Rationale 3: Expected does not describe a type of consent.

Rationale 4: Informed consent involves the patient stating that he or she has full understanding of a procedure, including risks, and is competent to give consent.

Global Rationale:

Cognitive Level: Analyzing

Client Need: Safe Effective Care Environment

Client Need Sub: Management of Care

Nursing/Integrated Concepts: Nursing Process: Assessment

Learning Outcome: 66-4

Question 12

Type: MCSA

The nurse is collecting evidence of sexual assault from a female patient. What should the nurse do with damp clothing?

1. Place the clothing in a plastic bag and document the time it was collected.

2. Drape the clothing over a chair in the room and give it to law enforcement officers when they arrive.

3. Allow the clothing to dry, place it in a paper bag, and label it appropriately.

4. Secure the clothing on a wire hanger and label it appropriately.

Correct Answer: 3

Rationale 1: Evidence should be placed in a paper bag.

Rationale 2: The clothing should not be draped over a chair to be picked up later by law enforcement officers.
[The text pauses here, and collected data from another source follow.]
use std::process::{Command, Output};

/// Exposes `GIT_HASH` (short commit, empty outside a checkout) and
/// `ON_RELEASE_TAG` (`true` when HEAD is exactly a tag) to `--version`.
fn main() {
    println!("cargo:rerun-if-changed=.git/HEAD");
    println!("cargo:rerun-if-changed=.git/refs/");

    let hash = git(&["rev-parse", "--short", "HEAD"])
        .map(|o| String::from_utf8_lossy(&o.stdout).trim().to_string())
        .unwrap_or_default();
    let on_tag = git(&["describe", "--exact-match", "--tags", "HEAD"]).is_some();

    println!("cargo:rustc-env=GIT_HASH={hash}");
    println!("cargo:rustc-env=ON_RELEASE_TAG={on_tag}");
}

/// Run git, returning its output only if it succeeded.
fn git(args: &[&str]) -> Option<Output> {
    Command::new("git")
        .args(args)
        .output()
        .ok()
        .filter(|o| o.status.success())
}
//! Shared test utilities for the photoshelf test suite.
//!
//! Provides fixture builders (empty photo files, seeded records) and a
//! counting [`MockExtractor`] that stands in for the external metadata tool.
//!
//! # Usage
//!
//! ```rust,ignore
//! use crate::test_helpers::*;
//!
//! let tmp = TempDir::new().unwrap();
//! touch(&tmp.path().join("photos/2023-05-01/a.jpg"));
//! let photos = scan_photos(&tmp.path().join("photos"));
//!
//! let extractor = MockExtractor::with_datetime("2023:05:01 10:00:00");
//! // ... run ingest ...
//! assert_eq!(extractor.call_count(), 1);
//! ```

use crate::metadata::{ExtractError, FieldMap, MetadataExtractor};
use crate::store::{MetadataRecord, RecordStore};
use crate::types::{RecordId, SourcePhoto};
use std::path::{Path, PathBuf};
use std::sync::Mutex;

// =========================================================================
// Fixture setup
// =========================================================================

/// Create an empty file, including parent directories.
pub fn touch(path: &Path) {
    std::fs::create_dir_all(path.parent().unwrap()).unwrap();
    std::fs::write(path, b"").unwrap();
}

/// Scan `root` with the default extensions. Panics on error.
pub fn scan_photos(root: &Path) -> Vec<SourcePhoto> {
    let extensions = vec!["jpg".to_string(), "jpeg".to_string()];
    crate::scan::scan(root, &extensions).unwrap().photos
}

/// Seed `store` with a record holding the given timestamp.
pub fn seed_record(store: &RecordStore, collection: &str, name: &str, datetime: Option<&str>) {
    let mut fields = FieldMap::new();
    if let Some(dt) = datetime {
        fields.insert("datetime".to_string(), dt.to_string());
    }
    fields.insert("make".to_string(), "FUJIFILM".to_string());
    let record = MetadataRecord::new(
        fields,
        format!("thumbnails/{collection}/{name}"),
        format!("photos/{collection}/{name}"),
    );
    store
        .write(&RecordId::new(collection, name), &record)
        .unwrap();
}

// =========================================================================
// Mock extractor
// =========================================================================

/// Extractor that returns fixed fields and counts invocations.
///
/// Paths listed in `failing` return [`ExtractError::Malformed`].
/// Uses Mutex so it is Sync and works with rayon's par_iter.
pub struct MockExtractor {
    pub fields: FieldMap,
    pub failing: Vec<PathBuf>,
    pub calls: Mutex<Vec<PathBuf>>,
}

impl MockExtractor {
    pub fn new(fields: FieldMap) -> Self {
        Self {
            fields,
            failing: Vec::new(),
            calls: Mutex::new(Vec::new()),
        }
    }

    pub fn with_datetime(datetime: &str) -> Self {
        let mut fields = FieldMap::new();
        fields.insert("datetime".to_string(), datetime.to_string());
        Self::new(fields)
    }

    pub fn failing_on(mut self, paths: Vec<PathBuf>) -> Self {
        self.failing = paths;
        self
    }

    pub fn call_count(&self) -> usize {
        self.calls.lock().unwrap().len()
    }
}

impl MetadataExtractor for MockExtractor {
    fn extract(&self, path: &Path) -> Result<FieldMap, ExtractError> {
        self.calls.lock().unwrap().push(path.to_path_buf());
        if self.failing.iter().any(|p| p == path) {
            return Err(ExtractError::Malformed(format!(
                "mock failure for {}",
                path.display()
            )));
        }
        Ok(self.fields.clone())
    }
}
/// Returns a fully-commented stock config file.
///
/// Used by the `gen-config` CLI command.
pub fn stock_config_toml() -> &'static str {
    r##"# photoshelf configuration
# ========================
# All settings are optional. Remove or comment out any you don't need.
# Values shown below are the defaults. Unknown keys will cause an error.

# ---------------------------------------------------------------------------
# Directory layout
# ---------------------------------------------------------------------------
[paths]
# Source photos. Each photo's parent directory name is its collection key
# (conventionally a date such as 2023-05-01).
photos = "photos"
# One metadata record per processed photo: info/<collection>/<name>.toml
info = "info"
# One preview per processed photo: thumbnails/<collection>/<name>
thumbnails = "thumbnails"
# Rendered gallery index.
output = "docs/index.html"

# ---------------------------------------------------------------------------
# Discovery
# ---------------------------------------------------------------------------
[scan]
# Extensions treated as photos (case-insensitive).
extensions = ["jpg", "jpeg"]

# ---------------------------------------------------------------------------
# Thumbnails
# ---------------------------------------------------------------------------
[thumbnails]
# Bounding box. Images are scaled down to fit, never up.
max_width = 1024
max_height = 768
# JPEG quality (1-100).
quality = 90

# ---------------------------------------------------------------------------
# Metadata extraction
# ---------------------------------------------------------------------------
[metadata]
# Must print a JSON array whose first element is an object of tag -> value.
command = "exiftool"
args = ["-json"]

# Tag table. Tags not listed are dropped. When several tags map to the same
# field, the one listed last wins. Replacing this list replaces all of it.
[[metadata.fields]]
tag = "Make"
field = "make"

[[metadata.fields]]
tag = "Model"
field = "model"

[[metadata.fields]]
tag = "ExposureTime"
field = "exposure"

[[metadata.fields]]
tag = "FNumber"
field = "f"

[[metadata.fields]]
tag = "ISO"
field = "iso"

[[metadata.fields]]
tag = "DateTimeOriginal"
field = "datetime"

[[metadata.fields]]
tag = "FocalLength"
field = "focal_length"

[[metadata.fields]]
tag = "Lens"
field = "lens"

[[metadata.fields]]
tag = "LensInfo"
field = "lens"

[[metadata.fields]]
tag = "LensModel"
field = "lens"

[[metadata.fields]]
tag = "ShutterSpeed"
field = "shutter"

[[metadata.fields]]
tag = "HistorySoftwareAgent"
field = "edited_with"

# ---------------------------------------------------------------------------
# Remote storage
# ---------------------------------------------------------------------------
[remote]
bucket = "photos.example.com"
photos_prefix = "photos"
thumbnails_prefix = "thumbnails"
# Invoked as: <sync_command> <sync_args...> <local dir> gs://<bucket>/<prefix>
# "-d" deletes remote objects that no longer exist locally (mirror).
sync_command = "gsutil"
sync_args = ["-m", "rsync", "-r", "-d"]
# Public URL prefix used for links in the index.
# storage_root = "https://storage.googleapis.com/photos.example.com/"

# ---------------------------------------------------------------------------
# Rendered page
# ---------------------------------------------------------------------------
[site]
title = "Photos"

# ---------------------------------------------------------------------------
# Processing
# ---------------------------------------------------------------------------
[processing]
# Maximum parallel ingest workers.
# Omit or comment out to auto-detect (= number of CPU cores).
# max_processes = 4
"##
}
Rationale 3: Nurses who collect and preserve evidence and the chain of custody must remember that evidence that is wet should always be dried before packaging. Evidence should always be placed in a paper bag.

Rationale 4: The clothing should not be secured on a wire hanger.

Global Rationale:

Cognitive Level: Applying

Client Need: Safe Effective Care Environment

Client Need Sub: Management of Care

Nursing/Integrated Concepts: Nursing Process: Implementation

Learning Outcome: 66-4

Question 13

Type: MCSA

The nurse has worked for 8 years on an adult medical-surgical unit and is transferring to become an emergency department nurse. Which type of training will this nurse most likely need to become proficient in providing emergency nursing care?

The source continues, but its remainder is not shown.